Last month I attended Hack Manchester – a 24 coding event as part of the Manchester Science Festival, held at MOSI. Having only arranged to team up with Mike, we ended up joining two guys Shaf introduced us to, his colleagues from the BBC, by the names of Jack and Tom. The four of us formed a team, and after browsing the challenges set, we liked the idea of Intechnica‘s Bacon Number problem the most, but rather than just solve the Bacon Number problem, we derived the challenge and set off to build a tool to find the film set with the largest birthday party (most common birthday per film, among actors in the same film).
We decided the data provided was too poorly formatted, and because any alternatives (such as the Open Movie Database) required sign-up and prior approval, we ended up scraping IMDB for the actor birthday data. I wrote a Python script using Beautiful Soup which worked really well, it hit every day page on IMDB and stored each of the actor’s names in a MongoDB collection in the following format:
I ran the script for the 1st Jan page, to see that it worked – and I had a number of records stored, all with ’01-01′ as the date, so it seemed to be working ok. I wrapped a loop around it to hit every day of every month. I started running the script, with no idea how long it would take. I quit it quite early and added a print statement on every new month for indication as to where it was up to. Just how I used to solve most of the number crunching Project Euler problems! I watched it run, and it seemed to take about a minute and a half per month, so it took about 20 mins to run in total (it also crashed out at one point when it got a 500 error from IMDB – I deleted all from the collection from May (incomplete) and ran it from there again, in order not to get duplicates, or miss any out!). Also, I should point out that we were having to run off tethering from my phone, because the Hack Manchester wifi only had 100 IPs to dish out (not ideal for a hackathon with 250 geeks with ~4 devices each!) – a real shame as I’m sure the organisers did all they could to reassure the providers that they would need a lot of connected devices. Quite a lot of data ran through my phone that night – hundreds of hits at IMDB, various packages (such as Beautiful Soup, the Mongo libraries, the IMDB text file data, etc.)

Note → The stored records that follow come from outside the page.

// Copyright 2015-2020 Parity Technologies (UK) Ltd.
// This file is part of OpenEthereum.

// OpenEthereum is free software: you can redistribute it and/or modify
// it under the terms of the GNU General Public License as published by
// the Free Software Foundation, either version 3 of the License, or
// (at your option) any later version.

// OpenEthereum is distributed in the hope that it will be useful,
// but WITHOUT ANY WARRANTY; without even the implied warranty of
// MERCHANTABILITY or FITNESS FOR A PARTICULAR PURPOSE.  See the
// GNU General Public License for more details.

// You should have received a copy of the GNU General Public License
// along with OpenEthereum.  If not, see <http://www.gnu.org/licenses/>.

//! Cost schedule and other parameterisations for the EVM.

/// Gas per non-accessed address when `SLOAD`ing (EIP-2929).
pub const EIP2929_COLD_SLOAD_COST: usize = 2100;
/// Gas per non-accessed address accessed from other opcodes (EIP-2929).
pub const EIP2929_COLD_ACCOUNT_ACCESS_COST: usize = 2600;
/// Gas per already-accessed address (EIP-2929).
pub const EIP2929_WARM_STORAGE_READ_COST: usize = 100;
/// Gas for an `SSTORE` that resets a warm slot (EIP-2929).
pub const EIP2929_SSTORE_RESET_GAS: usize = 5000 - EIP2929_COLD_SLOAD_COST;
/// Gas per storage key in an EIP-2930 access list.
pub const EIP2930_ACCESS_LIST_STORAGE_KEY_COST: usize = 1900;
/// Gas per address in an EIP-2930 access list.
pub const EIP2930_ACCESS_LIST_ADDRESS_COST: usize = 2400;
/// Pre-London refund cap divisor: refund capped at `gas_used / MAX_REFUND_QUOTIENT`.
pub const MAX_REFUND_QUOTIENT: usize = 2;
/// Post-London (EIP-3529) refund cap divisor.
pub const EIP3529_MAX_REFUND_QUOTIENT: usize = 5;
/// Reduced SSTORE clear refund introduced by EIP-3529.
pub const EIP3529_SSTORE_CLEARS_SCHEDULE: usize =
    EIP2929_SSTORE_RESET_GAS + EIP2930_ACCESS_LIST_STORAGE_KEY_COST;
/// Gas stipend granted to an `SSTORE` sentry check (frame must retain more
/// than this much gas to even attempt a net-metered `SSTORE`).
pub const SSTORE_SENTRY_GAS: usize = 2300;
/// EIP-170 maximum contract code size.
pub const MAX_CODE_SIZE: usize = 24576;
/// EIP-3860 maximum init-code size (Shanghai); enforced only when `have_push0`-era
/// schedules are in effect.
pub const MAX_INITCODE_SIZE: usize = 2 * MAX_CODE_SIZE;

/// Named hard-fork rule sets this crate can key a [`Schedule`] off of.
#[derive(Debug, Clone, Copy, PartialEq, Eq, Default)]
pub enum ForkSpec {
    Frontier,
    Homestead,
    #[default]
    Byzantium,
    Constantinople,
    Istanbul,
    Berlin,
    London,
    Shanghai,
    Cancun,
}

impl ForkSpec {
    /// Build the [`Schedule`] for this fork.
    pub fn schedule(self) -> Schedule {
        match self {
            ForkSpec::Frontier => Schedule::new_frontier(),
            ForkSpec::Homestead => Schedule::new_homestead(),
            ForkSpec::Byzantium => Schedule::new_byzantium(),
            ForkSpec::Constantinople => Schedule::new_constantinople(),
            ForkSpec::Istanbul => Schedule::new_istanbul(),
            ForkSpec::Berlin => Schedule::new_berlin(),
            ForkSpec::London => Schedule::new_london(),
            ForkSpec::Shanghai => Schedule::new_shanghai(),
            ForkSpec::Cancun => Schedule::new_cancun(),
        }
    }
}

/// Definition of the cost schedule and other parameterisations for the EVM.
#[derive(Debug, Clone)]
pub struct Schedule {
    /// Does a failed `CREATE` code deposit still charge/refund exceptionally.
    pub exceptional_failed_code_deposit: bool,
    /// `DELEGATECALL` enabled (Homestead+).
    pub have_delegate_call: bool,
    /// `CREATE2` enabled (Constantinople+).
    pub have_create2: bool,
    /// `REVERT` enabled (Byzantium+).
    pub have_revert: bool,
    /// `EXTCODEHASH` enabled (Constantinople+).
    pub have_extcodehash: bool,
    /// `STATICCALL` enabled (Byzantium+).
    pub have_static_call: bool,
    /// `RETURNDATASIZE`/`RETURNDATACOPY` enabled (Byzantium+).
    pub have_return_data: bool,
    /// `SHL`/`SHR`/`SAR` enabled (Constantinople+).
    pub have_bitwise_shifting: bool,
    /// `CHAINID` enabled (Istanbul+).
    pub have_chain_id: bool,
    /// `SELFBALANCE` enabled (Istanbul+).
    pub have_selfbalance: bool,
    /// `BEGINSUB`/`JUMPSUB`/`RETURNSUB` enabled. Never set by a named fork
    /// constructor in this crate (EIP-2315 was never activated on mainnet);
    /// retained for callers who build a custom `Schedule`.
    pub have_subs: bool,
    /// `BASEFEE` enabled (EIP-3198, London+).
    pub eip3198: bool,
    /// `PUSH0` enabled (EIP-3855, Shanghai+).
    pub have_push0: bool,
    /// `MCOPY` enabled (EIP-5656, Cancun+).
    pub have_mcopy: bool,
    /// `TLOAD`/`TSTORE` transient storage enabled (EIP-1153, Cancun+).
    pub have_transient_storage: bool,
    /// EIP-6780: `SELFDESTRUCT` only actually destroys same-transaction creations.
    pub eip6780: bool,
    /// EIP-3541: reject deploying code that starts with the reserved `0xEF` byte.
    pub eip3541: bool,
    /// VM stack limit.
    pub stack_limit: usize,
    /// Max number of nested calls/creates.
    pub max_depth: usize,
    /// Gas price for `EXP`.
    pub exp_gas: usize,
    /// Additional gas per byte of `EXP`'s exponent.
    pub exp_byte_gas: usize,
    /// Gas price for `SHA3`.
    pub sha3_gas: usize,
    /// Additional gas per word hashed by `SHA3`.
    pub sha3_word_gas: usize,
    /// Gas price for `SLOAD` (cold/legacy, pre EIP-2929).
    pub sload_gas: usize,
    /// Gas price for setting a zero slot to non-zero.
    pub sstore_set_gas: usize,
    /// Gas price for altering an already non-zero slot.
    pub sstore_reset_gas: usize,
    /// Refund for clearing a slot back to zero.
    pub sstore_refund_gas: usize,
    /// Gas price for `JUMPDEST`.
    pub jumpdest_gas: usize,
    /// Base gas price for `LOG*`.
    pub log_gas: usize,
    /// Additional gas per byte of `LOG*` data.
    pub log_data_gas: usize,
    /// Additional gas per `LOG*` topic.
    pub log_topic_gas: usize,
    /// Gas price for `CREATE`.
    pub create_gas: usize,
    /// Base gas price for `CALL`-family opcodes.
    pub call_gas: usize,
    /// EIP-2929 cold SLOAD cost.
    pub cold_sload_cost: usize,
    /// EIP-2929 cold account access cost.
    pub cold_account_access_cost: usize,
    /// EIP-2929 warm storage read cost.
    pub warm_storage_read_cost: usize,
    /// Stipend forwarded on `CALL`/`CALLCODE` when `value != 0`.
    pub call_stipend: usize,
    /// Additional gas required for a non-zero value transfer.
    pub call_value_transfer_gas: usize,
    /// Additional gas for creating a new account on `CALL`/`CALLCODE`.
    pub call_new_account_gas: usize,
    /// Refund for `SELFDESTRUCT` (removed by EIP-3529/London).
    pub suicide_refund_gas: usize,
    /// Per-word gas for memory already allocated.
    pub memory_gas: usize,
    /// Divisor in the quadratic memory cost term.
    pub quad_coeff_div: usize,
    /// Gas per byte of deployed code (`CREATE` code deposit).
    pub create_data_gas: usize,
    /// Maximum code size when creating a contract (EIP-170).
    pub create_data_limit: usize,
    /// Gas price for copy opcodes, per word.
    pub copy_gas: usize,
    /// Price of `EXTCODESIZE`.
    pub extcodesize_gas: usize,
    /// Base price of `EXTCODECOPY`.
    pub extcodecopy_base_gas: usize,
    /// Price of `BALANCE`.
    pub balance_gas: usize,
    /// Price of `EXTCODEHASH`.
    pub extcodehash_gas: usize,
    /// Price of `SELFDESTRUCT`.
    pub suicide_gas: usize,
    /// Additional gas when `SELFDESTRUCT` credits a new account.
    pub suicide_to_new_account_cost: usize,
    /// `63/64` retention divisor for forwarded call gas (`None` = forward all).
    pub sub_gas_cap_divisor: Option<usize>,
    /// Kill empty accounts if touched (Spurious Dragon+).
    pub kill_empty: bool,
    /// `BLOCKHASH` gas price.
    pub blockhash_gas: usize,
    /// EIP-1283 net-metered `SSTORE` gas accounting.
    pub eip1283: bool,
    /// EIP-2929 access-list cold/warm accounting.
    pub eip2929: bool,
    /// EIP-2930 optional access-list transactions.
    pub eip2930: bool,
    /// Gas used divided by this number is the maximum refundable amount.
    pub max_refund_quotient: usize,
}

impl Schedule {
    /// Schedule for the Frontier era of the Ethereum main net.
    pub fn new_frontier() -> Schedule {
        Self::bare(false, false, 21000)
    }

    /// Schedule for the Homestead era.
    pub fn new_homestead() -> Schedule {
        Self::bare(true, true, 53000)
    }

    /// Schedule for the Byzantium fork.
    pub fn new_byzantium() -> Schedule {
        let mut schedule = Self::bare(true, true, 53000);
        schedule.have_create2 = false;
        schedule.have_revert = true;
        schedule.have_static_call = true;
        schedule.have_return_data = true;
        schedule.kill_empty = true;
        schedule.exp_byte_gas = 50;
        schedule.create_data_limit = MAX_CODE_SIZE;
        schedule.suicide_gas = 5000;
        schedule.suicide_to_new_account_cost = 25000;
        schedule
    }

    /// Schedule for the Constantinople fork.
    pub fn new_constantinople() -> Schedule {
        let mut schedule = Self::new_byzantium();
        schedule.have_create2 = true;
        schedule.have_bitwise_shifting = true; // EIP-145
        schedule.have_extcodehash = true; // EIP-1052
        schedule
    }

    /// Schedule for the Istanbul fork.
    pub fn new_istanbul() -> Schedule {
        let mut schedule = Self::new_constantinople();
        schedule.have_chain_id = true; // EIP-1344
        schedule.sload_gas = 800; // EIP-1884
        schedule.balance_gas = 700; // EIP-1884
        schedule.extcodehash_gas = 700; // EIP-1884
        schedule.have_selfbalance = true; // EIP-1884
        schedule
    }

    /// Schedule for the Berlin fork.
    pub fn new_berlin() -> Schedule {
        let mut schedule = Self::new_istanbul();
        schedule.eip1283 = true;
        schedule.eip2929 = true;
        schedule.eip2930 = true;

        schedule.cold_sload_cost = EIP2929_COLD_SLOAD_COST;
        schedule.cold_account_access_cost = EIP2929_COLD_ACCOUNT_ACCESS_COST;
        schedule.warm_storage_read_cost = EIP2929_WARM_STORAGE_READ_COST;

        schedule.sload_gas = EIP2929_WARM_STORAGE_READ_COST;
        schedule.call_gas = EIP2929_COLD_ACCOUNT_ACCESS_COST;
        schedule.balance_gas = EIP2929_COLD_ACCOUNT_ACCESS_COST;
        schedule.extcodecopy_base_gas = EIP2929_COLD_ACCOUNT_ACCESS_COST;
        schedule.extcodehash_gas = EIP2929_COLD_ACCOUNT_ACCESS_COST;
        schedule.extcodesize_gas = EIP2929_COLD_ACCOUNT_ACCESS_COST;
        schedule.sstore_reset_gas = EIP2929_SSTORE_RESET_GAS;

        schedule
    }

    /// Schedule for the London fork.
    pub fn new_london() -> Schedule {
        let mut schedule = Self::new_berlin();
        schedule.eip3198 = true;
        schedule.suicide_refund_gas = 0;
        schedule.sstore_refund_gas = EIP3529_SSTORE_CLEARS_SCHEDULE;
        schedule.max_refund_quotient = EIP3529_MAX_REFUND_QUOTIENT;
        schedule.eip3541 = true;
        schedule
    }

    /// Schedule for the Shanghai fork (adds `PUSH0`, EIP-3855).
    pub fn new_shanghai() -> Schedule {
        let mut schedule = Self::new_london();
        schedule.have_push0 = true;
        schedule
    }

    /// Schedule for the Cancun fork (adds transient storage, `MCOPY`, EIP-6780).
    pub fn new_cancun() -> Schedule {
        let mut schedule = Self::new_shanghai();
        schedule.have_transient_storage = true;
        schedule.have_mcopy = true;
        schedule.eip6780 = true;
        schedule
    }

    fn bare(exceptional_failed_code_deposit: bool, have_delegate_call: bool, _tx_create_gas: usize) -> Schedule {
        Schedule {
            exceptional_failed_code_deposit,
            have_delegate_call,
            have_create2: false,
            have_revert: false,
            have_extcodehash: false,
            have_static_call: false,
            have_return_data: false,
            have_bitwise_shifting: false,
            have_chain_id: false,
            have_selfbalance: false,
            have_subs: false,
            eip3198: false,
            have_push0: false,
            have_mcopy: false,
            have_transient_storage: false,
            eip6780: false,
            eip3541: false,
            stack_limit: 1024,
            max_depth: 1024,
            exp_gas: 10,
            exp_byte_gas: 10,
            sha3_gas: 30,
            sha3_word_gas: 6,
            sload_gas: 50,
            sstore_set_gas: 20000,
            sstore_reset_gas: 5000,
            sstore_refund_gas: 15000,
            jumpdest_gas: 1,
            log_gas: 375,
            log_data_gas: 8,
            log_topic_gas: 375,
            create_gas: 32000,
            call_gas: 40,
            cold_sload_cost: 0,
            cold_account_access_cost: 0,
            warm_storage_read_cost: 0,
            call_stipend: 2300,
            call_value_transfer_gas: 9000,
            call_new_account_gas: 25000,
            suicide_refund_gas: 24000,
            memory_gas: 3,
            quad_coeff_div: 512,
            create_data_gas: 200,
            create_data_limit: usize::MAX,
            copy_gas: 3,
            extcodesize_gas: 20,
            extcodecopy_base_gas: 20,
            extcodehash_gas: 400,
            balance_gas: 20,
            suicide_gas: 0,
            suicide_to_new_account_cost: 0,
            sub_gas_cap_divisor: Some(64),
            kill_empty: false,
            blockhash_gas: 20,
            eip1283: false,
            eip2929: false,
            eip2930: false,
            max_refund_quotient: MAX_REFUND_QUOTIENT,
        }
    }
}

#[cfg(test)]
mod tests {
    use super::*;

    #[test]
    fn london_raises_refund_quotient() {
        assert_eq!(Schedule::new_byzantium().max_refund_quotient, MAX_REFUND_QUOTIENT);
        assert_eq!(Schedule::new_london().max_refund_quotient, EIP3529_MAX_REFUND_QUOTIENT);
    }

    #[test]
    fn cancun_enables_transient_storage_and_mcopy() {
        let schedule = ForkSpec::Cancun.schedule();
        assert!(schedule.have_transient_storage);
        assert!(schedule.have_mcopy);
        assert!(schedule.eip6780);
    }

    #[test]
    fn berlin_warms_up_sload() {
        let schedule = Schedule::new_berlin();
        assert_eq!(schedule.sload_gas, EIP2929_WARM_STORAGE_READ_COST);
        assert_eq!(schedule.cold_sload_cost, EIP2929_COLD_SLOAD_COST);
    }
}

I sanity-checked this data, by looking at the number of records held in each of the dates in the collection. I noticed that 1 January had a significant number more than all the other dates. I assumed I had left the data in from when I initially ran it on 1st Jan to test the script – although it was more than 2, even 3 (actually about 10) times all the other days. I deleted Jan 1st and ran it on that day again, and got the same number. I looked at the IMDB page for 1st Jan and there were genuinely a lot more than for any other day. I asked around my team mates for an idea – someone suggested that people aim for 1st January as a birth date, but I said it’s not distributed among nearby dates, and that didn’t really make sense anyway. Of course (you probably already deduced this – please excuse us – we were tired), it was that 1st January would have been the default value if no date was entered, or maybe this list included actors without a birth date given.
I committed this code at around 1:45am, and about 45 minutes later, while browsing the team’s work on github, I noticed the commit times for some files. The times, given in a friendly time-relative human-readable way were:
What’s that? I committed the file … in 16 minutes? As in, in the future? How is that so? Well of course, Hack Manchester happened overnight on the day in the year when daylight saving reverts back and we move from BST to GMT, and this happens at 2am, when it goes back to 1am. So every ‘time’ between 01:00 and 01:59 happened twice. I thought this was rather amusing :)
We then had a searchable database of actors and their birthday. Jack whipped up a Twitter Bootstrap web interface, in to which I added some PHP code (using the PHP MongoDB library) to display a list of actors with a given birthday, or show a given actor’s birthday. At this point we have no movies stored, so we had limited functionality.
Meanwhile, Mike had been writing a bunch of PHP classes containing methods for looking up the data. He’d also started writing a Ruby script to extract film-actor data from some text files he found somewhere. He’d had real trouble extracting out the data in a way it would be useful to us. It was tab-separated and had referenced films by random alphanumeric IDs rather than film names, and also contained a ridiculous number of porno films. Later on, Jack and I adapted this code to try to get it to insert the data in to our existing MongoDB collection. It was quite fiddly, and we weren’t really sure how accurately the data was being collated, but worth a try!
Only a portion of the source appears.